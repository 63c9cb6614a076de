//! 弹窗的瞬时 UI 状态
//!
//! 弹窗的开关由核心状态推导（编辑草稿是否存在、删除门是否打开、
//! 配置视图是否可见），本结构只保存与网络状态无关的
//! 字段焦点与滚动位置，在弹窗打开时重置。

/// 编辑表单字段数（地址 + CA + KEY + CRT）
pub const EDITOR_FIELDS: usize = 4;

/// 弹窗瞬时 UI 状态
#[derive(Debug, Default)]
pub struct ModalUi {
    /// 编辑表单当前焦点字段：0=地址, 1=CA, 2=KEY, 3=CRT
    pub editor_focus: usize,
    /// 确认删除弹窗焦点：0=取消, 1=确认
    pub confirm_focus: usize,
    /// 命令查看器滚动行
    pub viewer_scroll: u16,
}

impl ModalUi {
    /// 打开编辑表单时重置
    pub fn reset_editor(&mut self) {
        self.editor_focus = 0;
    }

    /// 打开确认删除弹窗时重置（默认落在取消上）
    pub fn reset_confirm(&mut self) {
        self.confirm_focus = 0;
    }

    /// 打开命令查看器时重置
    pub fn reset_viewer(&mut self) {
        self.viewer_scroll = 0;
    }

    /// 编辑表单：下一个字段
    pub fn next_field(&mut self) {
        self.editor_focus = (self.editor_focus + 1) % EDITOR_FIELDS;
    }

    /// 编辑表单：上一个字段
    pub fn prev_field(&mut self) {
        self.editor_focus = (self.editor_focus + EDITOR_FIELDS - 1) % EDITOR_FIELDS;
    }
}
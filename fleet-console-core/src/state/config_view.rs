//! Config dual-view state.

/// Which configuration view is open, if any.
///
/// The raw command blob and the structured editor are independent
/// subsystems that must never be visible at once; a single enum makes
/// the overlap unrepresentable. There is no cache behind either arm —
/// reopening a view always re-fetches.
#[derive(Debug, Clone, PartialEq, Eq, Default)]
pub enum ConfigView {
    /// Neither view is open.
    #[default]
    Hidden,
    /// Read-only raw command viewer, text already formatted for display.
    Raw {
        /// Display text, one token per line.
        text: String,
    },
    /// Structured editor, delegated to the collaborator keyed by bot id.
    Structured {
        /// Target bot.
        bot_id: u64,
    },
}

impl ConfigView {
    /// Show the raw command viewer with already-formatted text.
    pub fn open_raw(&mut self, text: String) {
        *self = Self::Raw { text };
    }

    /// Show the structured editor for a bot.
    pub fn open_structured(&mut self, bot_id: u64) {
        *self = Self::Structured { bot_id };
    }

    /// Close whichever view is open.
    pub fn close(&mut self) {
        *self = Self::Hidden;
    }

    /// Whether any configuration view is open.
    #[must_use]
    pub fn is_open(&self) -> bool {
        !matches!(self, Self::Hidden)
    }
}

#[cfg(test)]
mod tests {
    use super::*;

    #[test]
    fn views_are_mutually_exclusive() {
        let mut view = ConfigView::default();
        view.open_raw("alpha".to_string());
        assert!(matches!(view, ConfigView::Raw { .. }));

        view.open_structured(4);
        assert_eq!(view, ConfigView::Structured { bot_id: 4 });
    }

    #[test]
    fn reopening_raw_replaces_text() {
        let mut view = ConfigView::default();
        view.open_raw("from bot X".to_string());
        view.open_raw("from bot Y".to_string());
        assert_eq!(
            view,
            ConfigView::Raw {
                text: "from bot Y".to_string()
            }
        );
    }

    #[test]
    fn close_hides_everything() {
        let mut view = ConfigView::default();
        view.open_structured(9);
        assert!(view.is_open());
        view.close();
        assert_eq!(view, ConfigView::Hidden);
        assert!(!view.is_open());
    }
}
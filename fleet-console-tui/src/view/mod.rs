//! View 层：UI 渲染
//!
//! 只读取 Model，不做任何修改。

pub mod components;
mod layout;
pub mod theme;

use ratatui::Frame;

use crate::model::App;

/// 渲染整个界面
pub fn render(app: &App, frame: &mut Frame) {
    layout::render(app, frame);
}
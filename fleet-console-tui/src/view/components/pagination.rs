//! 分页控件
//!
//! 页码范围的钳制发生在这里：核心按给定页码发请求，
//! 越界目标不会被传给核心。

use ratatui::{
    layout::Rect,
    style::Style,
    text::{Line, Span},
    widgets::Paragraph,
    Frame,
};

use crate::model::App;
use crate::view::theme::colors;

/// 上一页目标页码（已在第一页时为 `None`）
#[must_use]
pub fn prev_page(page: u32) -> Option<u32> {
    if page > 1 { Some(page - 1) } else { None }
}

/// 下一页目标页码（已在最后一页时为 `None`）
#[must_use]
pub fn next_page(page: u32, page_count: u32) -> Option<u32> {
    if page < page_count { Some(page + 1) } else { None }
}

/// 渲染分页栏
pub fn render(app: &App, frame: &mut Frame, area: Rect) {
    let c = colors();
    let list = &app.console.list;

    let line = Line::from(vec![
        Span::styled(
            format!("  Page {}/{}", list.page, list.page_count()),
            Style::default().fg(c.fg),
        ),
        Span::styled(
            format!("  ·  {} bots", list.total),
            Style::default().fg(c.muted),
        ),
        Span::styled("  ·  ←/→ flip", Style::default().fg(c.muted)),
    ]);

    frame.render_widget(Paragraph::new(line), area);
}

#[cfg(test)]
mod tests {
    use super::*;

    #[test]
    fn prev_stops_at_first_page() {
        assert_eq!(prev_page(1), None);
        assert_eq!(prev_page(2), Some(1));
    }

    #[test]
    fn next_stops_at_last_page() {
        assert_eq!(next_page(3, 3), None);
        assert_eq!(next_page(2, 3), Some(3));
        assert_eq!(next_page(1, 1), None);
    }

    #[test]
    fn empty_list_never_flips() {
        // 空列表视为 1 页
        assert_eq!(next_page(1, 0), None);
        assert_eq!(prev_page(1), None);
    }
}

::::::::::

All the material above is to be returned exactly as it stands.

repository 63c9cb6614a076de
//! 弹窗的瞬时 UI 状态
//!
//! 弹窗的开关由核心状态推导（编辑草稿是否存在、删除门是否打开、
//! 配置视图是否可见），本结构只保存与网络状态无关的
//! 字段焦点与滚动位置，在弹窗打开时重置。

/// 编辑表单字段数（地址 + CA + KEY + CRT）
pub const EDITOR_FIELDS: usize = 4;

/// 弹窗瞬时 UI 状态
#[derive(Debug, Default)]
pub struct ModalUi {
    /// 编辑表单当前焦点字段：0=地址, 1=CA, 2=KEY, 3=CRT
    pub editor_focus: usize,
    /// 确认删除弹窗焦点：0=取消, 1=确认
    pub confirm_focus: usize,
    /// 命令查看器滚动行
    pub viewer_scroll: u16,
}

impl ModalUi {
    /// 打开编辑表单时重置
    pub fn reset_editor(&mut self) {
        self.editor_focus = 0;
    }

    /// 打开确认删除弹窗时重置（默认落在取消上）
    pub fn reset_confirm(&mut self) {
        self.confirm_focus = 0;
    }

    /// 打开命令查看器时重置
    pub fn reset_viewer(&mut self) {
        self.viewer_scroll = 0;
    }

    /// 编辑表单：下一个字段
    pub fn next_field(&mut self) {
        self.editor_focus = (self.editor_focus + 1) % EDITOR_FIELDS;
    }

    /// 编辑表单：上一个字段
    pub fn prev_field(&mut self) {
        self.editor_focus = (self.editor_focus + EDITOR_FIELDS - 1) % EDITOR_FIELDS;
    }
}
filename fleet-console-core/src/state/config_view.rs
//! Config dual-view state.

/// Which configuration view is open, if any.
///
/// The raw command blob and the structured editor are independent
/// subsystems that must never be visible at once; a single enum makes
/// the overlap unrepresentable. There is no cache behind either arm —
/// reopening a view always re-fetches.
#[derive(Debug, Clone, PartialEq, Eq, Default)]
pub enum ConfigView {
    /// Neither view is open.
    #[default]
    Hidden,
    /// Read-only raw command viewer, text already formatted for display.
    Raw {
        /// Display text, one token per line.
        text: String,
    },
    /// Structured editor, delegated to the collaborator keyed by bot id.
    Structured {
        /// Target bot.
        bot_id: u64,
    },
}

impl ConfigView {
    /// Show the raw command viewer with already-formatted text.
    pub fn open_raw(&mut self, text: String) {
        *self = Self::Raw { text };
    }

    /// Show the structured editor for a bot.
    pub fn open_structured(&mut self, bot_id: u64) {
        *self = Self::Structured { bot_id };
    }

    /// Close whichever view is open.
    pub fn close(&mut self) {
        *self = Self::Hidden;
    }

    /// Whether any configuration view is open.
    #[must_use]
    pub fn is_open(&self) -> bool {
        !matches!(self, Self::Hidden)
    }
}

#[cfg(test)]
mod tests {
    use super::*;

    #[test]
    fn views_are_mutually_exclusive() {
        let mut view = ConfigView::default();
        view.open_raw("alpha".to_string());
        assert!(matches!(view, ConfigView::Raw { .. }));

        view.open_structured(4);
        assert_eq!(view, ConfigView::Structured { bot_id: 4 });
    }

    #[test]
    fn reopening_raw_replaces_text() {
        let mut view = ConfigView::default();
        view.open_raw("from bot X".to_string());
        view.open_raw("from bot Y".to_string());
        assert_eq!(
            view,
            ConfigView::Raw {
                text: "from bot Y".to_string()
            }
        );
    }

    #[test]
    fn close_hides_everything() {
        let mut view = ConfigView::default();
        view.open_structured(9);
        assert!(view.is_open());
        view.close();
        assert_eq!(view, ConfigView::Hidden);
        assert!(!view.is_open());
    }
}
filename fleet-console-tui/src/view/mod.rs
//! View 层：UI 渲染
//!
//! 只读取 Model，不做任何修改。

pub mod components;
mod layout;
pub mod theme;

use ratatui::Frame;

use crate::model::App;

/// 渲染整个界面
pub fn render(app: &App, frame: &mut Frame) {
    layout::render(app, frame);
}
filename fleet-console-tui/src/view/components/pagination.rs
//! 分页控件
//!
//! 页码范围的钳制发生在这里：核心按给定页码发请求，
//! 越界目标不会被传给核心。

use ratatui::{
    layout::Rect,
    style::Style,
    text::{Line, Span},
    widgets::Paragraph,
    Frame,
};

use crate::model::App;
use crate::view::theme::colors;

/// 上一页目标页码（已在第一页时为 `None`）
#[must_use]
pub fn prev_page(page: u32) -> Option<u32> {
    if page > 1 { Some(page - 1) } else { None }
}

/// 下一页目标页码（已在最后一页时为 `None`）
#[must_use]
pub fn next_page(page: u32, page_count: u32) -> Option<u32> {
    if page < page_count { Some(page + 1) } else { None }
}

/// 渲染分页栏
pub fn render(app: &App, frame: &mut Frame, area: Rect) {
    let c = colors();
    let list = &app.console.list;

    let line = Line::from(vec![
        Span::styled(
            format!("  Page {}/{}", list.page, list.page_count()),
            Style::default().fg(c.fg),
        ),
        Span::styled(
            format!("  ·  {} bots", list.total),
            Style::default().fg(c.muted),
        ),
        Span::styled("  ·  ←/→ flip", Style::default().fg(c.muted)),
    ]);

    frame.render_widget(Paragraph::new(line), area);
}

#[cfg(test)]
mod tests {
    use super::*;

    #[test]
    fn prev_stops_at_first_page() {
        assert_eq!(prev_page(1), None);
        assert_eq!(prev_page(2), Some(1));
    }

    #[test]
    fn next_stops_at_last_page() {
        assert_eq!(next_page(3, 3), None);
        assert_eq!(next_page(2, 3), Some(3));
        assert_eq!(next_page(1, 1), None);
    }

    #[test]
    fn empty_list_never_flips() {
        // 空列表视为 1 页
        assert_eq!(next_page(1, 0), None);
        assert_eq!(prev_page(1), None);
    }
}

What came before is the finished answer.